Formation of multiple-protein macromolecular complexes at specialized subcellular microdomains increases the specificity and efficiency of signaling in cells. In this study, we demonstrate that phosphodiesterase type 3A (PDE3A) physically and functionally interacts with cystic fibrosis transmembrane conductance regulator (CFTR) channel. PDE3A inhibition generates compartmentalized cyclic adenosine 3',5'-monophosphate (cAMP), which further clusters PDE3A and CFTR into microdomains at the plasma membrane and potentiates CFTR channel function. Actin skeleton disruption reduces PDE3A-CFTR interaction and segregates PDE3A from its interacting partners, thus compromising the integrity of the CFTR-PDE3A-containing macromolecular complex.
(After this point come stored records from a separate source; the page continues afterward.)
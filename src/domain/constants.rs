/// Version of the report layout written by this evaluator.
pub const REPORT_VERSION: &str = "0.1.0";

/// Decision-schema contract version this evaluator is built against.
pub const SCHEMA_VERSION: &str = "0.2.2";

pub const DEFAULT_EXPECTED_MAJOR: u64 = 0;
pub const DEFAULT_EXPECTED_MINOR: u64 = 2;

pub const DEFAULT_SUITE: &str = "smoke";
pub const DEFAULT_OUT_DIR: &str = "reports/latest";
pub const DEFAULT_SEED: u64 = 42;

/// Bucket for final actions that are missing or outside the action enumeration.
pub const UNKNOWN_ACTION: &str = "UNKNOWN";

/// Exact `external` key (or key suffix after a dot) proving a fault-path denial.
pub const FAIL_CLOSED_MARKER: &str = "fail_closed";

pub const REPORT_JSON: &str = "report.json";
pub const REPORT_MD: &str = "report.md";
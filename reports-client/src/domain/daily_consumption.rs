use serde::{Deserialize, Serialize};
use time::Date;

/// One meter's consumption for one calendar day.
///
/// The store enforces at most one row per (meter_id, date).
#[derive(Debug, Clone, Serialize, Deserialize, sqlx::FromRow)]
pub struct DailyConsumptionRecord {
    pub meter_id: String,
    pub date: Date,
    pub kwh: f64,
}
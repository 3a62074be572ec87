use serde::{Deserialize, Serialize};
use time::{Month, OffsetDateTime, UtcOffset};

/// Payment lifecycle status. Only `Completed` payments count toward totals.
#[derive(Debug, Clone, Copy, PartialEq, Eq, Hash, Serialize, Deserialize, sqlx::Type)]
#[sqlx(type_name = "text", rename_all = "lowercase")]
#[serde(rename_all = "lowercase")]
pub enum PaymentStatus {
    Completed,
    Pending,
    Failed,
}

#[derive(Debug, Clone, Serialize, Deserialize, sqlx::FromRow)]
pub struct PaymentRecord {
    pub meter_id: String,
    pub amount: f64,
    pub currency: String,
    pub paid_at: OffsetDateTime,
    pub status: PaymentStatus,
}

impl PaymentRecord {
    /// Calendar month the payment falls in, normalized to UTC. Stored
    /// offsets are preserved as received; every calendar derivation goes
    /// through UTC.
    pub fn month(&self) -> Month {
        self.paid_at.to_offset(UtcOffset::UTC).month()
    }
}
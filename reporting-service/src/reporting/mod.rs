//! The reporting core: turns raw payment and consumption rows into bounded,
//! periodized summaries.
//!
//! Every operation is a stateless read; an empty match set produces an
//! explicit zero/empty summary, never an error. Grouping, distinct counting,
//! ordering and rounding all happen here rather than in the store, so the
//! output contract is enforced in one place.

use std::collections::{BTreeMap, HashSet};

use reports_client::domain::PaymentRecord;
use serde::Serialize;
use time::{Date, Month};

use crate::{
    error::ReportError,
    period::{self, Period},
    store::ReportStore,
};

/// Summed amounts keyed by currency code. Collapses to a single entry in a
/// single-currency deployment; empty when nothing matched.
pub type CurrencyTotals = BTreeMap<String, f64>;

#[derive(Debug, Clone, Serialize, PartialEq)]
pub struct MeterPaymentSummary {
    pub meter_id: String,
    pub total_payment: CurrencyTotals,
    pub payment_count: u64,
}

#[derive(Debug, Clone, Serialize, PartialEq)]
pub struct MonthlyPaymentSummary {
    pub year: i32,
    pub month: u8,
    pub total_payment: CurrencyTotals,
    pub payment_count: u64,
    pub unique_meters: u64,
}

#[derive(Debug, Clone, Serialize, PartialEq)]
pub struct MonthBreakdown {
    pub month: u8,
    pub month_name: String,
    pub total_payment: CurrencyTotals,
    pub payment_count: u64,
}

#[derive(Debug, Clone, Serialize, PartialEq)]
pub struct YearlyPaymentSummary {
    pub year: i32,
    pub total_payment: CurrencyTotals,
    pub payment_count: u64,
    pub unique_meters: u64,
    /// Ascending by month number; months without payments are omitted.
    pub monthly_breakdown: Vec<MonthBreakdown>,
}

#[derive(Debug, Clone, Serialize, PartialEq)]
pub struct DailyTotal {
    pub date: String,
    pub kwh: f64,
}

#[derive(Debug, Clone, Serialize, PartialEq)]
pub struct MeterConsumption {
    pub meter_id: String,
    pub date: String,
    pub consumption_kwh: f64,
}

#[derive(Debug, Clone, Serialize, PartialEq)]
pub struct DayConsumptionSummary {
    pub date: String,
    pub total_consumption_kwh: f64,
    pub meter_count: u64,
    pub consumption_by_meter: Vec<MeterConsumption>,
}

/// Stateless reporting operations over an injected store handle.
pub struct ReportingService<S> {
    store: S,
}

impl<S: ReportStore> ReportingService<S> {
    pub fn new(store: S) -> Self {
        Self { store }
    }

    /// Sum of completed payments for one meter inside an inclusive window.
    pub async fn total_payment_for_meter(
        &self,
        meter_id: &str,
        period: &Period,
    ) -> Result<MeterPaymentSummary, ReportError> {
        if meter_id.is_empty() {
            return Err(ReportError::validation("meter_id", "must not be empty"));
        }

        let rows = self
            .store
            .completed_payments_for_meter(meter_id, period)
            .await?;

        Ok(MeterPaymentSummary {
            meter_id: meter_id.to_string(),
            total_payment: rounded_currency_totals(&rows),
            payment_count: rows.len() as u64,
        })
    }

    /// Cross-meter totals for one calendar month (UTC boundaries).
    pub async fn total_payment_for_month(
        &self,
        year: i32,
        month: u8,
    ) -> Result<MonthlyPaymentSummary, ReportError> {
        let window = Period::month_window(year, month)?;
        let rows = self.store.completed_payments_in_window(&window).await?;

        Ok(MonthlyPaymentSummary {
            year,
            month,
            total_payment: rounded_currency_totals(&rows),
            payment_count: rows.len() as u64,
            unique_meters: distinct_meters(&rows),
        })
    }

    /// Cross-meter totals for one calendar year (UTC boundaries) plus a
    /// per-month breakdown of the same rows.
    pub async fn total_payment_for_year(
        &self,
        year: i32,
    ) -> Result<YearlyPaymentSummary, ReportError> {
        let window = Period::year_window(year)?;
        let rows = self.store.completed_payments_in_window(&window).await?;

        // BTreeMap keyed by the UTC-normalized month number keeps the
        // breakdown ascending; months with no payments simply never get an
        // entry.
        let mut by_month: BTreeMap<u8, (Month, Vec<&PaymentRecord>)> = BTreeMap::new();
        for row in &rows {
            let month = row.month();
            by_month
                .entry(month as u8)
                .or_insert_with(|| (month, Vec::new()))
                .1
                .push(row);
        }

        let monthly_breakdown = by_month
            .into_iter()
            .map(|(number, (month, group))| MonthBreakdown {
                month: number,
                month_name: month.to_string(),
                total_payment: rounded_currency_totals_ref(&group),
                payment_count: group.len() as u64,
            })
            .collect();

        Ok(YearlyPaymentSummary {
            year,
            total_payment: rounded_currency_totals(&rows),
            payment_count: rows.len() as u64,
            unique_meters: distinct_meters(&rows),
            monthly_breakdown,
        })
    }

    /// Per-day cross-meter kWh totals inside an optional date range,
    /// ascending by date. Days absent from the data are omitted.
    pub async fn daily_consumption_range(
        &self,
        start: Option<Date>,
        end: Option<Date>,
    ) -> Result<Vec<DailyTotal>, ReportError> {
        if let (Some(s), Some(e)) = (start, end) {
            if s > e {
                return Err(ReportError::validation(
                    "period",
                    format!("start ({s}) must not be after end ({e})"),
                ));
            }
        }

        let rows = self.store.consumption_in_range(start, end).await?;

        let mut by_date: BTreeMap<Date, f64> = BTreeMap::new();
        for row in rows {
            *by_date.entry(row.date).or_insert(0.0) += row.kwh;
        }

        Ok(by_date
            .into_iter()
            .map(|(date, kwh)| DailyTotal {
                date: period::format_date(date),
                kwh: round_kwh(kwh),
            })
            .collect())
    }

    /// Per-meter breakdown for a single day, defaulting to today (UTC),
    /// plus the cross-meter total and meter count.
    pub async fn daily_consumption_for_day(
        &self,
        date: Option<Date>,
    ) -> Result<DayConsumptionSummary, ReportError> {
        let day = date.unwrap_or_else(period::today_utc);
        let rows = self.store.consumption_for_day(day).await?;

        let total: f64 = rows.iter().map(|r| r.kwh).sum();
        let meter_count = rows.len() as u64;

        let consumption_by_meter = rows
            .into_iter()
            .map(|r| MeterConsumption {
                meter_id: r.meter_id,
                date: period::format_date(r.date),
                consumption_kwh: round_kwh(r.kwh),
            })
            .collect();

        Ok(DayConsumptionSummary {
            date: period::format_date(day),
            total_consumption_kwh: round_kwh(total),
            meter_count,
            consumption_by_meter,
        })
    }
}

/// Monetary output precision: 2 decimal places, applied once per aggregation.
fn round_amount(v: f64) -> f64 {
    (v * 100.0).round() / 100.0
}

/// Energy output precision: 1 decimal place, applied once per aggregation.
fn round_kwh(v: f64) -> f64 {
    (v * 10.0).round() / 10.0
}

fn rounded_currency_totals(rows: &[PaymentRecord]) -> CurrencyTotals {
    sum_then_round(rows.iter())
}

fn rounded_currency_totals_ref(rows: &[&PaymentRecord]) -> CurrencyTotals {
    sum_then_round(rows.iter().copied())
}

/// Exact running sum per currency, rounded once at the end.
fn sum_then_round<'a>(rows: impl Iterator<Item = &'a PaymentRecord>) -> CurrencyTotals {
    let mut totals = CurrencyTotals::new();
    for row in rows {
        *totals.entry(row.currency.clone()).or_insert(0.0) += row.amount;
    }
    for v in totals.values_mut() {
        *v = round_amount(*v);
    }
    totals
}

/// Distinct meter count by exact identifier equality; no normalization.
fn distinct_meters(rows: &[PaymentRecord]) -> u64 {
    rows.iter()
        .map(|r| r.meter_id.as_str())
        .collect::<HashSet<_>>()
        .len() as u64
}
Consequently, compartmentalized cAMP signaling is lost. PDE3A inhibition no longer activates CFTR channel function in a compartmentalized manner. The physiological relevance of PDE3A-CFTR interaction was investigated using pig trachea submucosal gland secretion model. Our data show that PDE3A inhibition augments CFTR-dependent submucosal gland secretion and actin skeleton disruption decreases secretion.